::: Materials provided :::

//! Watch mode for phphints - re-lint files as they change
//!
//! Uses the `notify` crate for cross-platform file watching with debouncing.

use anyhow::Result;
use colored::*;
use notify::RecursiveMode;
use notify_debouncer_mini::{new_debouncer, DebouncedEvent, DebouncedEventKind};
use phphints_linters::HintManager;
use std::path::{Path, PathBuf};
use std::sync::mpsc::channel;
use std::time::Duration;

use crate::config::Config;
use crate::output::{OutputFormat, Reporter, RunMode};
use crate::process::{collect_files, lint_file};

/// Configuration for watch mode
pub struct WatchConfig {
    /// Paths to watch
    pub paths: Vec<PathBuf>,
    pub format: OutputFormat,
    pub verbose: bool,
    /// Debounce duration (default 100ms)
    pub debounce: Duration,
}

impl Default for WatchConfig {
    fn default() -> Self {
        Self {
            paths: vec![],
            format: OutputFormat::Text,
            verbose: false,
            debounce: Duration::from_millis(100),
        }
    }
}

/// Run watch mode: lint every file once, then each file that changes
pub fn run_watch(watch: WatchConfig, config: &Config, manager: &HintManager) -> Result<()> {
    let (tx, rx) = channel();
    let mut debouncer = new_debouncer(watch.debounce, tx)?;

    for path in &watch.paths {
        if path.is_dir() {
            debouncer.watcher().watch(path, RecursiveMode::Recursive)?;
        } else if let Some(parent) = path.parent().filter(|_| path.is_file()) {
            let parent = if parent.as_os_str().is_empty() { Path::new(".") } else { parent };
            debouncer.watcher().watch(parent, RecursiveMode::NonRecursive)?;
        } else {
            continue;
        }
        if watch.format == OutputFormat::Text {
            println!("{} Watching: {}", "→".cyan(), path.display());
        }
    }

    let (files, _) = collect_files(&watch.paths, config);
    lint_batch(&watch, manager, &files)?;
    print_waiting(&watch);

    loop {
        match rx.recv() {
            Ok(Ok(events)) => {
                let changed = changed_php_files(&events, config);
                if changed.is_empty() {
                    continue;
                }

                if watch.format == OutputFormat::Text {
                    // clear screen, cursor to top
                    print!("\x1B[2J\x1B[1;1H");
                    println!("{}", "File changes detected, re-linting...".cyan());
                    println!();
                }

                lint_batch(&watch, manager, &changed)?;
                print_waiting(&watch);
            }
            Ok(Err(error)) => {
                eprintln!("{}: Watch error: {:?}", "Error".red(), error);
            }
            // channel closed
            Err(_) => break,
        }
    }

    Ok(())
}

/// Existing, non-excluded `.php` files named by a batch of events
fn changed_php_files(events: &[DebouncedEvent], config: &Config) -> Vec<PathBuf> {
    let mut changed: Vec<PathBuf> = Vec::new();

    for event in events {
        if event.kind != DebouncedEventKind::Any {
            continue;
        }
        let path = &event.path;
        if path.extension().is_some_and(|ext| ext == "php")
            && path.is_file()
            && !config.should_exclude(path)
            && !changed.contains(path)
        {
            changed.push(path.clone());
        }
    }

    changed.sort();
    changed
}

fn lint_batch(watch: &WatchConfig, manager: &HintManager, files: &[PathBuf]) -> Result<()> {
    let mut reporter = Reporter::new(watch.format, watch.verbose);

    for path in files {
        match lint_file(manager, path, None) {
            Ok(report) => reporter.report_hints(path, &report.hints, &report.failures),
            Err(e) => reporter.report_error(path, &format!("{:#}", e)),
        }
    }

    reporter.finish(RunMode::Lint)
}

fn print_waiting(watch: &WatchConfig) {
    if watch.format == OutputFormat::Text {
        println!();
        println!("{}", "Watching for changes (Ctrl+C to stop)...".dimmed());
    }
}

:::

→ **Action item**
Only the lines above starting with the one with "duration (default 100ms)" and going through the one with "let parent = if" are to be copied, word for word and with both ends kept.

→ **Result below**
    /// Debounce duration (default 100ms)
    pub debounce: Duration,
}

impl Default for WatchConfig {
    fn default() -> Self {
        Self {
            paths: vec![],
            format: OutputFormat::Text,
            verbose: false,
            debounce: Duration::from_millis(100),
        }
    }
}

/// Run watch mode: lint every file once, then each file that changes
pub fn run_watch(watch: WatchConfig, config: &Config, manager: &HintManager) -> Result<()> {
    let (tx, rx) = channel();
    let mut debouncer = new_debouncer(watch.debounce, tx)?;

    for path in &watch.paths {
        if path.is_dir() {
            debouncer.watcher().watch(path, RecursiveMode::Recursive)?;
        } else if let Some(parent) = path.parent().filter(|_| path.is_file()) {
            let parent = if parent.as_os_str().is_empty() { Path::new(".") } else { parent };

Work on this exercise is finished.